When a mixture of trace amounts of radon-222 and fluorine gas is heated to approximately 400 °C (752 °F), a nonvolatile radon fluoride is formed. The intense α-radiation of millicurie and curie amounts of radon provides sufficient energy to allow radon in such quantities to react spontaneously with gaseous fluorine at room temperature and with liquid fluorine at −196 °C (−321 °F). Radon is also oxidized by halogen fluorides such as ClF3, BrF3, BrF5, IF7, and [NiF6]2− in HF solutions to give stable solutions of radon fluoride. The products of these fluorination reactions have not been analyzed in detail because of their small masses and intense radioactivity. Nevertheless, by comparing reactions of radon with those of krypton and xenon it has been possible to deduce that radon forms a difluoride, RnF2, and derivatives of the difluoride. Studies show that ionic radon is present in many of these solutions and is believed to be Rn2+, RnF+, and RnF3−. The chemical behaviour of radon is similar to that of a metal fluoride and is consistent with its position in the periodic table as a metalloid element.

Element Properties

atomic number  :  86
stablest isotope  :  (222)
melting point  :  −71 °C (−96 °F)
boiling point  :  −62 °C (−80 °F)
density  :  (1 atm, 0 °C [32 °F])  :  9.73 g/litre (0.13 ounce/gallon)
oxidation states  :  0, +2.

Additional Information:

Appearance

Radon is a colourless and odourless gas. It is chemically inert, but radioactive.

Uses

Radon decays into radioactive polonium and alpha particles. This emitted radiation made radon useful in cancer therapy. Radon was used in some hospitals to treat tumours by sealing the gas in minute tubes, and implanting these into the tumour, treating the disease in situ. Other, safer treatments are now more commonly used.

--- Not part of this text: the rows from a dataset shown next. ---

use crate::actions::Action;
use crate::plugins::workspaces::{CLEAR_ACTION, LOGS_ACTION, OPEN_PREFIX, REMOVE_PREFIX};
use crate::workspace::WorkspaceService;

#[derive(Debug, Clone, PartialEq)]
enum ActionKind<'a> {
    WorkspaceOpen(&'a str),
    WorkspaceRemove(&'a str),
    WorkspaceClear,
    WorkspaceLogs,
    Unsupported(&'a str),
}

fn parse_action_kind(action: &Action) -> ActionKind<'_> {
    let s = action.action.as_str();
    if let Some(raw) = s.strip_prefix(OPEN_PREFIX) {
        return ActionKind::WorkspaceOpen(raw);
    }
    if let Some(raw) = s.strip_prefix(REMOVE_PREFIX) {
        return ActionKind::WorkspaceRemove(raw);
    }
    if s == CLEAR_ACTION {
        return ActionKind::WorkspaceClear;
    }
    if s == LOGS_ACTION {
        return ActionKind::WorkspaceLogs;
    }
    ActionKind::Unsupported(s)
}

/// Launch an [`Action`] produced by the workspaces plugin.
///
/// Opening never fails from the caller's point of view: a missing editor is
/// logged by the service. Removing and clearing report registry failures.
pub fn launch_action(action: &Action, service: &WorkspaceService) -> anyhow::Result<()> {
    use crate::actions::workspaces;
    match parse_action_kind(action) {
        ActionKind::WorkspaceOpen(raw) => workspaces::open(service, raw),
        ActionKind::WorkspaceRemove(raw) => workspaces::remove(service, raw),
        ActionKind::WorkspaceClear => workspaces::clear(service),
        ActionKind::WorkspaceLogs => workspaces::open_logs(service),
        ActionKind::Unsupported(s) => anyhow::bail!("unsupported action '{s}'"),
    }
}

#[cfg(test)]
mod tests {
    use super::*;

    fn action(id: &str) -> Action {
        Action {
            label: String::new(),
            desc: String::new(),
            action: id.into(),
            args: None,
        }
    }

    #[test]
    fn parses_workspace_actions() {
        assert_eq!(
            parse_action_kind(&action("workspace:open:vscode-remote://ssh-remote+h/a")),
            ActionKind::WorkspaceOpen("vscode-remote://ssh-remote+h/a")
        );
        assert_eq!(
            parse_action_kind(&action("workspace:remove:/home/u/a")),
            ActionKind::WorkspaceRemove("/home/u/a")
        );
        assert_eq!(
            parse_action_kind(&action("workspace:clear")),
            ActionKind::WorkspaceClear
        );
        assert_eq!(
            parse_action_kind(&action("workspace:logs")),
            ActionKind::WorkspaceLogs
        );
        assert_eq!(
            parse_action_kind(&action("history:clear")),
            ActionKind::Unsupported("history:clear")
        );
    }
}
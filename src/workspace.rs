use crate::identifier::{self, Identifier};
use crate::launch_spec::{EditorConfig, LaunchSpec};
use crate::naming;
use crate::registry::{RawEntry, RegistryError, RegistryStore};
use crate::settings::Settings;
use serde::Serialize;
use std::path::{Path, PathBuf};

/// A workspace ready to be shown. Entries only exist once a name has been
/// resolved, and local entries only once their target was found on disk.
#[derive(Debug, Clone, PartialEq, Eq, Serialize)]
pub struct WorkspaceEntry {
    pub identifier: Identifier,
    pub display_name: String,
    pub exists_on_disk: bool,
}

/// Most recently added first. The editor appends new keys, so this is the
/// reverse of the stored order.
pub fn order(entries: Vec<WorkspaceEntry>) -> Vec<WorkspaceEntry> {
    entries.into_iter().rev().collect()
}

/// Decode, validate, name and order raw keys.
pub fn resolve_entries(raw: Vec<RawEntry>, home: Option<&Path>) -> Vec<WorkspaceEntry> {
    let entries = raw
        .into_iter()
        .map(Identifier::decode)
        .filter(|id| {
            let keep = identifier::validate(id, home);
            if !keep {
                tracing::debug!("skipping missing workspace {}", id.decoded_path());
            }
            keep
        })
        .filter_map(|id| {
            let Some(display_name) = naming::resolve_name(&id, home) else {
                tracing::debug!("skipping unparseable workspace key {}", id.raw());
                return None;
            };
            let exists_on_disk = id.scheme().is_local();
            Some(WorkspaceEntry {
                identifier: id,
                display_name,
                exists_on_disk,
            })
        })
        .collect();
    order(entries)
}

/// Everything a menu needs: list, open, remove and clear.
///
/// Built once from [`Settings`]; nothing below reads the environment.
#[derive(Debug, Clone)]
pub struct WorkspaceService {
    store: RegistryStore,
    editor: EditorConfig,
    home: Option<PathBuf>,
    log_file: Option<PathBuf>,
}

impl WorkspaceService {
    pub fn new(store: RegistryStore, editor: EditorConfig, home: Option<PathBuf>) -> Self {
        Self {
            store,
            editor,
            home,
            log_file: None,
        }
    }

    pub fn from_settings(settings: &Settings) -> Self {
        let registry = settings.registry_path().unwrap_or_else(|| {
            tracing::warn!("no config directory found; using ./storage.json as registry");
            PathBuf::from("storage.json")
        });
        Self::new(
            RegistryStore::new(registry),
            EditorConfig::from_settings(settings),
            dirs_next::home_dir(),
        )
        .with_log_file(settings.log_file_path())
    }

    pub fn with_log_file(mut self, log_file: Option<PathBuf>) -> Self {
        self.log_file = log_file;
        self
    }

    pub fn store(&self) -> &RegistryStore {
        &self.store
    }

    pub fn editor(&self) -> &EditorConfig {
        &self.editor
    }

    pub fn list_workspaces(&self) -> Result<Vec<WorkspaceEntry>, RegistryError> {
        let raw = self.store.load().map_err(|e| {
            tracing::error!("failed to load recent workspaces: {e}");
            e
        })?;
        let total = raw.len();
        let entries = resolve_entries(raw, self.home.as_deref());
        tracing::debug!("{} of {} workspaces listed", entries.len(), total);
        Ok(entries)
    }

    /// Open a workspace by its stored key. Launch failures are logged and
    /// otherwise ignored.
    pub fn open(&self, identifier: &Identifier) {
        self.launch(std::slice::from_ref(identifier));
    }

    /// Open the log file in the editor.
    pub fn open_logs(&self) {
        let Some(path) = &self.log_file else {
            tracing::warn!("no log file configured");
            return;
        };
        let path = Identifier::from(path.to_string_lossy().as_ref());
        self.launch(&[path]);
    }

    pub fn clear_all(&self) -> Result<(), RegistryError> {
        tracing::info!("clearing recent workspaces");
        match self.store.clear() {
            Ok(()) => {
                tracing::info!("cleared recent workspaces");
                Ok(())
            }
            Err(e) => {
                tracing::error!("failed to clear recent workspaces: {e}");
                Err(e)
            }
        }
    }

    /// Forget one workspace. Returns whether it was in the list.
    pub fn remove(&self, identifier: &Identifier) -> Result<bool, RegistryError> {
        match self.store.remove(identifier.raw()) {
            Ok(true) => {
                tracing::info!("removed workspace {}", identifier.decoded_path());
                Ok(true)
            }
            Ok(false) => {
                tracing::debug!("workspace {} was not in the list", identifier.raw());
                Ok(false)
            }
            Err(e) => {
                tracing::error!("failed to remove workspace {}: {e}", identifier.raw());
                Err(e)
            }
        }
    }

    fn launch(&self, targets: &[Identifier]) {
        let spec = LaunchSpec::build(&self.editor, targets);
        tracing::info!(
            "launching {} with {}",
            self.editor.label,
            spec.command_line()
        );
        if let Err(e) = spec.spawn() {
            tracing::error!("failed to launch {}: {e}", self.editor.label);
        }
    }
}

#[cfg(test)]
mod tests {
    use super::*;

    fn raw(keys: &[&str]) -> Vec<RawEntry> {
        keys.iter().map(|k| RawEntry::new(*k)).collect()
    }

    #[test]
    fn newest_first() {
        let entries = resolve_entries(
            raw(&[
                "vscode-remote://ssh-remote+a/home/u/one",
                "vscode-remote://ssh-remote+b/home/u/two",
                "other://three",
            ]),
            None,
        );
        let names: Vec<&str> = entries.iter().map(|e| e.display_name.as_str()).collect();
        assert_eq!(names, vec!["other://three", "[SHH: b] ~/two", "[SHH: a] ~/one"]);
    }

    #[test]
    fn drops_missing_and_unparseable() {
        let dir = tempfile::tempdir().unwrap();
        let present = dir.path().join("present");
        std::fs::create_dir(&present).unwrap();
        let present = present.to_string_lossy().to_string();
        let missing = dir.path().join("missing").to_string_lossy().to_string();
        let uri = format!("file://{present}");

        let entries = resolve_entries(
            raw(&[
                present.as_str(),
                missing.as_str(),
                "vscode-remote://ssh-remote+onlyhost",
                uri.as_str(),
            ]),
            None,
        );
        assert_eq!(entries.len(), 2);
        assert!(entries.iter().all(|e| e.exists_on_disk));
        assert_eq!(entries[0].display_name, present);
        assert_eq!(entries[1].display_name, "present");
    }

    #[test]
    fn remote_entries_are_not_on_disk() {
        let entries = resolve_entries(raw(&["vscode-remote://ssh-remote+a/home/u/one"]), None);
        assert!(!entries[0].exists_on_disk);
    }
}
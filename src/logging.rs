use once_cell::sync::OnceCell;
use std::path::PathBuf;
use tracing_appender::non_blocking::WorkerGuard;
use tracing_appender::rolling::{RollingFileAppender, Rotation};
use tracing_subscriber::{fmt, layer::SubscriberExt, util::SubscriberInitExt, EnvFilter};

// Keeps the file writer flushing for the life of the process.
static FILE_GUARD: OnceCell<WorkerGuard> = OnceCell::new();

/// Initialise logging. In debug mode the default level is `debug` and
/// `RUST_LOG` may override it; otherwise the level is fixed at `info`.
///
/// When `log_file` is given, events are also appended to that file. Calling
/// this more than once keeps the first subscriber.
pub fn init(debug: bool, log_file: Option<PathBuf>) {
    // When debug logging is disabled we force `info` level regardless of the
    // `RUST_LOG` environment variable.
    let filter = if debug {
        EnvFilter::try_from_default_env().unwrap_or_else(|_| EnvFilter::new("debug"))
    } else {
        EnvFilter::new("info")
    };

    let file_layer = log_file.and_then(|path| match file_writer(&path) {
        Some(writer) => Some(fmt::layer().with_ansi(false).with_writer(writer)),
        None => {
            eprintln!("cannot open log file {}", path.display());
            None
        }
    });

    let _ = tracing_subscriber::registry()
        .with(filter)
        .with(fmt::layer().with_writer(std::io::stderr))
        .with(file_layer)
        .try_init();
}

fn file_writer(path: &std::path::Path) -> Option<tracing_appender::non_blocking::NonBlocking> {
    let dir = path
        .parent()
        .filter(|p| !p.as_os_str().is_empty())
        .unwrap_or_else(|| std::path::Path::new("."));
    let name = path.file_name()?;
    std::fs::create_dir_all(dir).ok()?;
    let appender = RollingFileAppender::builder()
        .rotation(Rotation::NEVER)
        .filename_prefix(name.to_string_lossy().as_ref())
        .build(dir)
        .ok()?;
    let (writer, guard) = tracing_appender::non_blocking(appender);
    if FILE_GUARD.set(guard).is_err() {
        // A subscriber with a file sink is already installed.
        return None;
    }
    Some(writer)
}
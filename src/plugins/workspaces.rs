use crate::actions::Action;
use crate::plugin::Plugin;
use crate::workspace::{WorkspaceEntry, WorkspaceService};
use fuzzy_matcher::skim::SkimMatcherV2;
use fuzzy_matcher::FuzzyMatcher;

const PREFIX: &str = "ws";
const REMOVE_WORD: &str = "rm";

pub const OPEN_PREFIX: &str = "workspace:open:";
pub const REMOVE_PREFIX: &str = "workspace:remove:";
pub const CLEAR_ACTION: &str = "workspace:clear";
pub const LOGS_ACTION: &str = "workspace:logs";

/// Recent editor workspaces (prefix: `ws`).
///
/// `ws <text>` opens, `ws rm <text>` removes, `ws clear` and `ws logs` run
/// the matching command.
pub struct WorkspacesPlugin {
    service: WorkspaceService,
    matcher: SkimMatcherV2,
}

impl WorkspacesPlugin {
    pub fn new(service: WorkspaceService) -> Self {
        Self {
            service,
            matcher: SkimMatcherV2::default(),
        }
    }

    pub fn service(&self) -> &WorkspaceService {
        &self.service
    }

    fn entry_matches(&self, entry: &WorkspaceEntry, filter: &str) -> bool {
        filter.is_empty()
            || self.matcher.fuzzy_match(&entry.display_name, filter).is_some()
            || self
                .matcher
                .fuzzy_match(entry.identifier.decoded_path(), filter)
                .is_some()
    }
}

/// `rm` or `rm <text>` selects workspaces to remove.
fn remove_filter(filter: &str) -> Option<&str> {
    let (word, rest) = filter.split_once(char::is_whitespace).unwrap_or((filter, ""));
    word.eq_ignore_ascii_case(REMOVE_WORD).then(|| rest.trim())
}

impl Plugin for WorkspacesPlugin {
    fn search(&self, query: &str) -> Vec<Action> {
        let query = query.trim_start();
        match query.get(..PREFIX.len()) {
            Some(head) if head.eq_ignore_ascii_case(PREFIX) => {}
            _ => return Vec::new(),
        }
        let rest = &query[PREFIX.len()..];
        if !rest.is_empty() && !rest.starts_with(char::is_whitespace) {
            return Vec::new();
        }
        let filter = rest.trim();

        // Commands come first; workspaces matching the same text still follow.
        let mut actions = Vec::new();
        if filter.eq_ignore_ascii_case("clear") {
            actions.push(Action {
                label: "Clear recent workspaces".into(),
                desc: "Workspaces".into(),
                action: CLEAR_ACTION.into(),
                args: None,
            });
        } else if filter.eq_ignore_ascii_case("logs") {
            actions.push(Action {
                label: format!("Open logs in {}", self.service.editor().label),
                desc: "Workspaces".into(),
                action: LOGS_ACTION.into(),
                args: None,
            });
        }

        // Load errors are logged by the service; the menu just comes up empty.
        let entries = self.service.list_workspaces().unwrap_or_default();

        if let Some(target) = remove_filter(filter) {
            return entries
                .into_iter()
                .filter(|e| self.entry_matches(e, target))
                .map(|e| Action {
                    label: format!("Remove {}", e.display_name),
                    desc: e.identifier.decoded_path().to_string(),
                    action: format!("{REMOVE_PREFIX}{}", e.identifier.raw()),
                    args: None,
                })
                .collect();
        }

        actions.extend(
            entries
                .into_iter()
                .filter(|e| self.entry_matches(e, filter))
                .map(|e| Action {
                    desc: e.identifier.decoded_path().to_string(),
                    action: format!("{OPEN_PREFIX}{}", e.identifier.raw()),
                    label: e.display_name,
                    args: None,
                }),
        );
        actions
    }

    fn name(&self) -> &str {
        "workspaces"
    }

    fn description(&self) -> &str {
        "Open recent editor workspaces (prefix: `ws`)"
    }

    fn capabilities(&self) -> &[&str] {
        &["search", "remove", "clear", "logs"]
    }

    fn query_prefixes(&self) -> &[&str] {
        &[PREFIX]
    }
}
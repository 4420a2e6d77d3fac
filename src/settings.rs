use serde::{Deserialize, Serialize};
use std::path::{Path, PathBuf};

/// Environment variable that points the registry store at another file.
pub const STORAGE_ENV: &str = "VSCODE_WORKSPACES_STORAGE";

const SETTINGS_DIR: &str = "vscode-workspaces";
const SETTINGS_FILE: &str = "settings.json";

#[derive(Debug, Serialize, Deserialize, Clone, PartialEq)]
pub struct Settings {
    /// Executable used to open workspaces.
    #[serde(default = "default_editor_command")]
    pub editor_command: String,
    /// Name of the editor as shown in menu text.
    #[serde(default = "default_editor_label")]
    pub editor_label: String,
    /// Always ask the editor for a new window.
    #[serde(default)]
    pub new_window: bool,
    /// Registry file to read instead of the editor's default storage file.
    #[serde(default)]
    pub registry_path: Option<String>,
    /// Extra editor arguments, split like a shell would.
    #[serde(default)]
    pub extra_args: Option<String>,
    /// When enabled the application initialises the logger at debug level.
    /// Defaults to `false` when the field is missing in the settings file.
    #[serde(default)]
    pub debug_logging: bool,
    /// File receiving a copy of the log. `None` keeps logs on stderr only.
    #[serde(default = "default_log_file")]
    pub log_file: Option<String>,
    /// Seconds between refreshes when polling the list.
    #[serde(default = "default_refresh_interval")]
    pub refresh_interval: u64,
}

fn default_editor_command() -> String {
    "code".into()
}

fn default_editor_label() -> String {
    "Code".into()
}

fn default_log_file() -> Option<String> {
    Some(
        std::env::temp_dir()
            .join("vscode_workspaces.log")
            .to_string_lossy()
            .to_string(),
    )
}

fn default_refresh_interval() -> u64 {
    10
}

impl Default for Settings {
    fn default() -> Self {
        Self {
            editor_command: default_editor_command(),
            editor_label: default_editor_label(),
            new_window: false,
            registry_path: None,
            extra_args: None,
            debug_logging: false,
            log_file: default_log_file(),
            refresh_interval: default_refresh_interval(),
        }
    }
}

impl Settings {
    pub fn load(path: impl AsRef<Path>) -> anyhow::Result<Self> {
        let content = std::fs::read_to_string(path).unwrap_or_default();
        if content.trim().is_empty() {
            return Ok(Self::default());
        }
        Ok(serde_json::from_str(&content)?)
    }

    pub fn save(&self, path: impl AsRef<Path>) -> anyhow::Result<()> {
        let json = serde_json::to_string_pretty(self)?;
        std::fs::write(path, json)?;
        Ok(())
    }

    /// Registry file to use: the `registry_path` setting, then
    /// [`STORAGE_ENV`], then the editor's own storage file.
    pub fn registry_path(&self) -> Option<PathBuf> {
        if let Some(path) = self.registry_path.as_deref().filter(|p| !p.trim().is_empty()) {
            return Some(PathBuf::from(path));
        }
        if let Some(path) = std::env::var_os(STORAGE_ENV).filter(|p| !p.is_empty()) {
            return Some(PathBuf::from(path));
        }
        default_registry_path()
    }

    pub fn log_file_path(&self) -> Option<PathBuf> {
        self.log_file
            .as_deref()
            .filter(|p| !p.trim().is_empty())
            .map(PathBuf::from)
    }
}

/// `<config dir>/Code/User/globalStorage/storage.json`
pub fn default_registry_path() -> Option<PathBuf> {
    dirs_next::config_dir().map(|dir| {
        dir.join("Code")
            .join("User")
            .join("globalStorage")
            .join("storage.json")
    })
}

/// Falls back to `settings.json` in the working directory when the platform
/// has no config directory.
pub fn default_settings_path() -> PathBuf {
    dirs_next::config_dir()
        .map(|dir| dir.join(SETTINGS_DIR).join(SETTINGS_FILE))
        .unwrap_or_else(|| PathBuf::from(SETTINGS_FILE))
}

In some places, high concentrations of radon can build up indoors, escaping from the ground or from granite buildings. Home testing kits are available which can be sent away for analysis.

Biological role

Radon has no known biological role. It is, however, thought that it may have had a significant role in evolution. This is because it is responsible for much of the Earth’s background radiation that can lead to genetic modifications.

Natural abundance

Radon is produced naturally from the decay of the isotope radium-226, which is found in rocks. It was first discovered as a radioactive gas produced from radium as it decayed. There is a detectable amount in the Earth’s atmosphere.